Many phishing victims have reported feeling violated by the actions, as if the phisher had come into their homes while they were sleeping and cleaned them out.
But, to extend the metaphor, phishing can be even worse than outright property theft. Thanks to insurance, most valuables can be replaced. But with phishing, someone's information might be sold again and again on the underground data market, forcing a victim to spend thousands of dollars, and months of time, trying to clear his or her good name and recover financially.
Other scenarios might not be as frightening as losing one's digital identity, but prove annoying and frustrating nonetheless. A spyware creator could hijack a user's system, turning the computer into a spam-spewing zombie, or so severely cripple the machine that it is nearly unusable.
Who's At Risk?
People who surf the Web in a corporate environment usually are protected. Computer network experts have become adept at putting up firewalls, blocking suspicious e-mail attachments, and watching for dubious download activity. Well aware of the spyware problem, many companies also do periodic sweeps of their systems to remove any unwanted programs that sneaked through their filters.
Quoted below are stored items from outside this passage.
/// Filter for listing leads.
#[derive(Debug, Clone, Default, PartialEq, Eq)]
pub struct LeadFilter {
    pub stage: Option<FunnelStage>,
    pub nurturing: Option<bool>,
    pub peer_id: Option<String>,
}

impl LeadFilter {
    pub fn by_peer(peer_id: impl Into<String>) -> Self {
        Self {
            peer_id: Some(peer_id.into()),
            ..Self::default()
        }
    }

    pub fn matches(&self, lead: &Lead) -> bool {
        self.stage.is_none_or(|s| s == lead.stage)
            && self.nurturing.is_none_or(|n| n == lead.is_nurturing)
            && self.peer_id.as_deref().is_none_or(|p| p == lead.peer_id)
    }
}

/// Observed presence status of a messaging peer.
#[derive(
    Debug, Clone, Copy, PartialEq, Eq, Hash, Display, EnumString, Serialize, Deserialize,
)]
#[strum(serialize_all = "kebab-case")]
#[serde(rename_all = "kebab-case")]
pub enum PresenceStatus {
    Online,
    Offline,
    RecentlySeen,
    Unknown,
}

/// A single presence observation from the presence source.
#[derive(Debug, Clone, PartialEq, Serialize, Deserialize)]
pub struct PresenceSample {
    pub peer_id: String,
    pub status: PresenceStatus,
    pub observed_at: DateTime<Utc>,
}

/// Conversation channel chosen for a contact.
#[derive(
    Debug, Clone, Copy, PartialEq, Eq, Hash, Display, EnumString, Serialize, Deserialize,
)]
#[strum(serialize_all = "snake_case")]
#[serde(rename_all = "snake_case")]
pub enum ConversationType {
    Business,
    Casual,
}

impl ConversationType {
    pub fn other(self) -> Self {
        match self {
            ConversationType::Business => ConversationType::Casual,
            ConversationType::Casual => ConversationType::Business,
        }
    }
}

/// Lifecycle status of a follow-up entry.
///
/// Transitions are `Pending -> Ready -> {Completed | Skipped | Failed}`.
#[derive(
    Debug, Clone, Copy, PartialEq, Eq, Hash, Display, EnumString, Serialize, Deserialize,
)]
#[strum(serialize_all = "snake_case")]
#[serde(rename_all = "snake_case")]
pub enum EntryStatus {
    Pending,
    Ready,
    Completed,
    Skipped,
    Failed,
}

impl EntryStatus {
    pub fn is_terminal(self) -> bool {
        matches!(
            self,
            EntryStatus::Completed | EntryStatus::Skipped | EntryStatus::Failed
        )
    }

    pub fn can_transition_to(self, next: EntryStatus) -> bool {
        matches!(
            (self, next),
            (EntryStatus::Pending, EntryStatus::Ready)
                | (EntryStatus::Ready, EntryStatus::Completed)
                | (EntryStatus::Ready, EntryStatus::Skipped)
                | (EntryStatus::Ready, EntryStatus::Failed)
        )
    }
}

/// A durable scheduled follow-up for one lead.
#[derive(Debug, Clone, PartialEq, Serialize, Deserialize)]
pub struct FollowUpEntry {
    pub id: EntryId,
    pub lead_id: LeadId,
    pub conversation_type: ConversationType,
    pub scheduled_at: DateTime<Utc>,
    pub status: EntryStatus,
    /// Execution attempts, carried over to retry entries.
    pub attempts: u32,
    /// Times the timing recommender deferred this entry.
    pub reschedule_count: u32,
    /// Why the entry reached its terminal state.
    pub reason: Option<String>,
    pub created_at: DateTime<Utc>,
    pub updated_at: DateTime<Utc>,
}

impl FollowUpEntry {
    pub fn new(
        lead_id: LeadId,
        conversation_type: ConversationType,
        scheduled_at: DateTime<Utc>,
        now: DateTime<Utc>,
    ) -> Self {
        Self {
            id: EntryId::generate(),
            lead_id,
            conversation_type,
            scheduled_at,
            status: EntryStatus::Pending,
            attempts: 0,
            reschedule_count: 0,
            reason: None,
            created_at: now,
            updated_at: now,
        }
    }

    pub fn is_due(&self, now: DateTime<Utc>) -> bool {
        self.status == EntryStatus::Pending && self.scheduled_at <= now
    }
}

/// Rate-limiting state for one lead.
#[derive(Debug, Clone, PartialEq, Serialize, Deserialize)]
pub struct FatigueState {
    pub lead_id: LeadId,
    /// Timestamps of confirmed sends, oldest first. Pruned on every recorded contact.
    pub contact_log: Vec<DateTime<Utc>>,
    pub last_contact_at: Option<DateTime<Utc>>,
    pub cooldown_until: Option<DateTime<Utc>>,
    pub cooldown_reason: Option<String>,
}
But many home users are not so fortunate. Some have installed antispyware protection, but in general, many are at risk, said Harvard's Edelman. Also vulnerable are libraries, airports, and hotels, all of which offer open Internet access without spyware blockers.
According to antivirus software company Symantec, visiting certain Web sites also can affect the likelihood of being infected with spyware. In a recent experiment, researchers started with a fresh installation of Windows XP containing the latest security updates and spent an hour visiting well-known sites in major categories like gaming, shopping, travel, and kid-oriented fare.
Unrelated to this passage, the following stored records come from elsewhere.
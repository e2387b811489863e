// SPDX-FileCopyrightText: 2026 Cadence Contributors
// SPDX-License-Identifier: MIT OR Apache-2.0

//! Mock notifier capturing every notification.

use std::sync::{Arc, Mutex};

use async_trait::async_trait;

use cadence_core::{AdapterType, NotificationKind, NotificationPriority, Notifier, PluginAdapter};

#[derive(Debug, Clone, PartialEq)]
pub struct Notification {
    pub kind: NotificationKind,
    pub priority: NotificationPriority,
    pub payload: serde_json::Value,
}

/// `notify()` is synchronous, so captures sit behind a std mutex.
pub struct MockNotifier {
    captured: Arc<Mutex<Vec<Notification>>>,
}

impl MockNotifier {
    pub fn new() -> Self {
        Self {
            captured: Arc::new(Mutex::new(Vec::new())),
        }
    }

    pub fn notifications(&self) -> Vec<Notification> {
        self.captured
            .lock()
            .map(|n| n.clone())
            .unwrap_or_default()
    }

    pub fn of_kind(&self, kind: NotificationKind) -> Vec<Notification> {
        self.notifications()
            .into_iter()
            .filter(|n| n.kind == kind)
            .collect()
    }
}

impl Default for MockNotifier {
    fn default() -> Self {
        Self::new()
    }
}

#[async_trait]
impl PluginAdapter for MockNotifier {
    fn name(&self) -> &str {
        "mock-notifier"
    }

    fn adapter_type(&self) -> AdapterType {
        AdapterType::Notifier
    }
}

impl Notifier for MockNotifier {
    fn notify(
        &self,
        kind: NotificationKind,
        priority: NotificationPriority,
        payload: serde_json::Value,
    ) {
        if let Ok(mut captured) = self.captured.lock() {
            captured.push(Notification {
                kind,
                priority,
                payload,
            });
        }
    }
}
What was left behind on the machines was compelling, Symantec noted. Sites for kids produced the most adware, downloading over 350 applications onto the system, but no pieces of spyware. In contrast, gaming sites caused only 23 adware applications to appear, but four spyware programs. Going to shopping sites resulted in no adware or spyware.
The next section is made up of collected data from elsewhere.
// SPDX-FileCopyrightText: 2026 Cadence Contributors
// SPDX-License-Identifier: MIT OR Apache-2.0

//! Pure fatigue rules. Nothing here reads the clock or touches storage.

use cadence_config::model::FatigueConfig;
use cadence_core::FatigueState;
use chrono::{DateTime, Duration, Utc};

/// Reason recorded when the rolling-window ceiling blocks a contact.
pub const RATE_CEILING: &str = "rate-ceiling";
pub const MIN_GAP: &str = "min-gap";
pub const NEGATIVE_SENTIMENT: &str = "negative-sentiment-backoff";
/// Fallback reason for a cooldown set without one.
pub const COOLDOWN: &str = "cooldown";

/// Outcome of a fatigue check.
#[derive(Debug, Clone, PartialEq, Eq)]
pub struct FatigueDecision {
    pub contactable: bool,
    /// Why the lead is not contactable. `None` when contactable.
    pub reason: Option<String>,
    /// Earliest moment a contact is allowed. Equals `now` when contactable;
    /// `None` when no contact is possible under the current ceiling.
    pub next_allowed_at: Option<DateTime<Utc>>,
}

impl FatigueDecision {
    fn allowed(now: DateTime<Utc>) -> Self {
        Self {
            contactable: true,
            reason: None,
            next_allowed_at: Some(now),
        }
    }

    fn blocked(reason: impl Into<String>, next: Option<DateTime<Utc>>) -> Self {
        Self {
            contactable: false,
            reason: Some(reason.into()),
            next_allowed_at: next,
        }
    }
}

/// Fatigue limits resolved from `[fatigue]` configuration.
#[derive(Debug, Clone, Copy, PartialEq)]
pub struct FatiguePolicy {
    pub window: Duration,
    pub max_contacts: u32,
    pub min_gap: Duration,
    pub base_cooldown: Duration,
    pub backoff_factor: f64,
    /// No cooldown, however extended, reaches past `now + max_cooldown`.
    pub max_cooldown: Duration,
}

impl FatiguePolicy {
    pub fn from_config(config: &FatigueConfig) -> Self {
        Self {
            window: config.window(),
            max_contacts: config.max_contacts,
            min_gap: config.min_gap(),
            base_cooldown: config.base_cooldown(),
            backoff_factor: config.negative_backoff_factor,
            max_cooldown: config.max_cooldown(),
        }
    }

    /// Effective ceiling for a lead. A per-lead limit can only lower the global one.
    pub fn ceiling(&self, lead_limit: Option<u32>) -> u32 {
        lead_limit.map_or(self.max_contacts, |limit| limit.min(self.max_contacts))
    }

    /// Decide whether the lead may be contacted at `now`.
    ///
    /// Checks, in order: an active cooldown, the rolling-window ceiling, and
    /// the minimum gap since the last contact.
    pub fn evaluate(
        &self,
        state: &FatigueState,
        ceiling: u32,
        now: DateTime<Utc>,
    ) -> FatigueDecision {
        if let Some(until) = state.cooldown_until
            && until > now
        {
            let reason = state.cooldown_reason.as_deref().unwrap_or(COOLDOWN);
            return FatigueDecision::blocked(reason, Some(until));
        }

        if state.contacts_in_window(self.window, now) >= ceiling {
            let next = state
                .earliest_in_window(self.window, now)
                .map(|earliest| earliest + self.window);
            return FatigueDecision::blocked(RATE_CEILING, next);
        }

        if self.min_gap > Duration::zero()
            && let Some(last) = state.last_contact_at
            && last + self.min_gap > now
        {
            return FatigueDecision::blocked(MIN_GAP, Some(last + self.min_gap));
        }

        FatigueDecision::allowed(now)
    }

    /// Record a confirmed send at `at`.
    ///
    /// Evicts contacts that aged out of the window. When the ceiling is
    /// reached, a cooldown is set until the earliest contact ages out.
    pub fn record(&self, state: &mut FatigueState, ceiling: u32, at: DateTime<Utc>) {
        let window_start = at - self.window;
        state.contact_log.retain(|t| *t > window_start);
        state.contact_log.push(at);
        state.contact_log.sort();
        state.last_contact_at = Some(state.last_contact_at.map_or(at, |last| last.max(at)));

        if state.contacts_in_window(self.window, at) >= ceiling
            && let Some(earliest) = state.earliest_in_window(self.window, at)
        {
            let until = earliest + self.window;
            if state.cooldown_until.is_none_or(|current| current < until) {
                state.cooldown_until = Some(until);
                state.cooldown_reason = Some(RATE_CEILING.to_string());
            }
        }
    }

    /// Extend the cooldown after negative sentiment at `now`.
    ///
    /// The remaining cooldown (at least the base cooldown) is multiplied by
    /// the backoff factor and counted from `now`, capped at `max_cooldown`.
    pub fn negative_backoff(&self, state: &mut FatigueState, now: DateTime<Utc>) {
        let cap = self.max_cooldown.max(Duration::zero());
        let remaining = state
            .cooldown_until
            .map(|until| until.signed_duration_since(now))
            .filter(|d| *d > Duration::zero())
            .unwrap_or_else(Duration::zero)
            .min(cap);
        let base = remaining.max(self.base_cooldown).min(cap);

        let scaled = base.num_milliseconds() as f64 * self.backoff_factor;
        let extension = if scaled.is_finite() && scaled < cap.num_milliseconds() as f64 {
            Duration::milliseconds(scaled.round().max(0.0) as i64)
        } else {
            cap
        };

        state.cooldown_until = Some(
            now.checked_add_signed(extension)
                .unwrap_or(DateTime::<Utc>::MAX_UTC),
        );
        state.cooldown_reason = Some(NEGATIVE_SENTIMENT.to_string());
    }
}

#[cfg(test)]
mod tests {
    use super::*;
    use cadence_core::LeadId;
    use chrono::TimeZone;
    use proptest::prelude::*;

    fn t0() -> DateTime<Utc> {
        Utc.with_ymd_and_hms(2026, 3, 2, 8, 0, 0).unwrap()
    }

    fn policy() -> FatiguePolicy {
        FatiguePolicy::from_config(&FatigueConfig::default())
    }

    fn no_gap() -> FatiguePolicy {
        FatiguePolicy {
            min_gap: Duration::zero(),
            ..policy()
        }
    }

    #[test]
    fn five_contacts_hit_rate_ceiling_until_earliest_ages_out() {
        let p = no_gap();
        let mut state = FatigueState::new(LeadId::from("l1"));
        for h in 0..5 {
            p.record(&mut state, 5, t0() + Duration::hours(h));
        }
        let now = t0() + Duration::hours(6);
        // Clear the ceiling cooldown so the window count alone decides.
        state.cooldown_until = None;
        state.cooldown_reason = None;

        let decision = p.evaluate(&state, 5, now);
        assert!(!decision.contactable);
        assert_eq!(decision.reason.as_deref(), Some(RATE_CEILING));
        assert_eq!(decision.next_allowed_at, Some(t0() + Duration::hours(24)));
    }

    #[test]
    fn reaching_ceiling_sets_cooldown() {
        let p = no_gap();
        let mut state = FatigueState::new(LeadId::from("l1"));
        for h in 0..5 {
            p.record(&mut state, 5, t0() + Duration::hours(h));
        }
        assert_eq!(state.cooldown_until, Some(t0() + Duration::hours(24)));
        assert_eq!(state.cooldown_reason.as_deref(), Some(RATE_CEILING));
    }

    #[test]
    fn negative_sentiment_doubles_base_cooldown() {
        let p = policy();
        let mut state = FatigueState::new(LeadId::from("l1"));
        p.negative_backoff(&mut state, t0());

        let decision = p.evaluate(&state, 5, t0() + Duration::hours(1));
        assert!(!decision.contactable);
        assert_eq!(decision.reason.as_deref(), Some(NEGATIVE_SENTIMENT));
        assert_eq!(decision.next_allowed_at, Some(t0() + Duration::hours(12)));
    }

    #[test]
    fn negative_sentiment_multiplies_longer_remaining_cooldown() {
        let p = policy();
        let mut state = FatigueState::new(LeadId::from("l1"));
        state.cooldown_until = Some(t0() + Duration::hours(10));
        p.negative_backoff(&mut state, t0());
        assert_eq!(state.cooldown_until, Some(t0() + Duration::hours(20)));
    }

    #[test]
    fn repeated_negative_replies_stay_under_cap() {
        let p = policy();
        let mut state = FatigueState::new(LeadId::from("l1"));
        for _ in 0..60 {
            p.negative_backoff(&mut state, t0());
        }
        assert_eq!(state.cooldown_until, Some(t0() + Duration::days(7)));

        // The cap is measured from each reply, not stacked onto the old cooldown.
        let later = t0() + Duration::days(3);
        p.negative_backoff(&mut state, later);
        assert_eq!(state.cooldown_until, Some(later + Duration::days(7)));
    }

    #[test]
    fn extreme_factor_saturates_at_cap() {
        let p = FatiguePolicy {
            backoff_factor: f64::MAX,
            ..policy()
        };
        let mut state = FatigueState::new(LeadId::from("l1"));
        state.cooldown_until = Some(DateTime::<Utc>::MAX_UTC);
        p.negative_backoff(&mut state, t0());
        assert_eq!(state.cooldown_until, Some(t0() + p.max_cooldown));
    }

    #[test]
    fn min_gap_blocks_back_to_back_contacts() {
        let p = policy();
        let mut state = FatigueState::new(LeadId::from("l1"));
        p.record(&mut state, 5, t0());

        let decision = p.evaluate(&state, 5, t0() + Duration::minutes(20));
        assert_eq!(decision.reason.as_deref(), Some(MIN_GAP));
        assert_eq!(decision.next_allowed_at, Some(t0() + Duration::minutes(60)));
        assert!(p.evaluate(&state, 5, t0() + Duration::minutes(60)).contactable);
    }

    #[test]
    fn lead_limit_only_lowers_ceiling() {
        let p = policy();
        assert_eq!(p.ceiling(None), 5);
        assert_eq!(p.ceiling(Some(2)), 2);
        assert_eq!(p.ceiling(Some(50)), 5);
    }

    #[test]
    fn expired_cooldown_is_ignored() {
        let p = policy();
        let mut state = FatigueState::new(LeadId::from("l1"));
        state.cooldown_until = Some(t0());
        state.cooldown_reason = Some(NEGATIVE_SENTIMENT.into());
        assert!(p.evaluate(&state, 5, t0() + Duration::seconds(1)).contactable);
    }

    proptest! {
        #[test]
        fn window_count_tracks_recorded_contacts(offsets in prop::collection::vec(0i64..1_380, 0..20)) {
            // All contacts within 23h of t0, so none age out before the last one.
            let p = no_gap();
            let mut state = FatigueState::new(LeadId::from("l1"));
            let mut sorted = offsets.clone();
            sorted.sort();
            for m in &sorted {
                p.record(&mut state, u32::MAX, t0() + Duration::minutes(*m));
            }
            let last = t0() + Duration::minutes(*sorted.last().unwrap_or(&0));
            prop_assert_eq!(state.contacts_in_window(p.window, last) as usize, sorted.len());

            let aged_out = last + p.window + Duration::minutes(1);
            prop_assert_eq!(state.contacts_in_window(p.window, aged_out), 0);
        }

        #[test]
        fn evaluate_is_repeatable(
            contacts in prop::collection::vec(0i64..2_880, 0..10),
            cooldown in prop::option::of(0i64..2_880),
            at_minute in 0i64..2_880,
        ) {
            let p = policy();
            let mut state = FatigueState::new(LeadId::from("l1"));
            for m in contacts {
                p.record(&mut state, 5, t0() + Duration::minutes(m));
            }
            state.cooldown_until = cooldown.map(|m| t0() + Duration::minutes(m));
            let snapshot = state.clone();
            let now = t0() + Duration::minutes(at_minute);

            let first = p.evaluate(&state, 5, now);
            let second = p.evaluate(&state, 5, now);
            prop_assert_eq!(first, second);
            prop_assert_eq!(state, snapshot);
        }
    }
}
"What this experiment tells us is that if you want to avoid spyware, there are certain parts of the Web you should stay away from," said Dave Cole, director of Symantec Security Response. "They're the dark alleys of the Internet world. Basically, you visit a game cheat site, and you're vulnerable for spyware. A kids site will open you up to adware."
Tool Kit
There are several spyware blockers and cleaners on the market, and Edelman noted that many users download programs like Ad-Aware, Webroot, and Counterspy.
A company started last year, SiteAdvisor, provides a system of automated testers that patrols the Web and gives out spyware safety ratings, allowing people to see if their favorite sites are really spyware havens. After downloading SiteAdvisor's software, people will see a small box in their browser with a red, yellow, or green icon to indicate the spyware threat level.
Antispyware tools work by scanning a computer system to find suspicious-looking programs that seem to have no business being in the machine, like adware, password crackers, remote-administration tools, jokes, and other applications. Some of what is caught is legitimate, which is why everything is usually presented in list format to a user, who can then sort the wanted from the junk.
Lately, though, even antispyware programs must be viewed with suspicion. A major trend has been the use of pop-ups by firms that allegedly provide free system scans and spyware cleaning. When a user chooses to accept the offer, he gets a message informing him that his system is riddled with spyware, even if it is perfectly clean. The irony is that during the scan, spyware is actually being installed.
"Stick with what you trust," said Symantec's Cole. "Don't use something from a pop-up ad that tries to scare you into downloading it because it has a funky, scary alert message."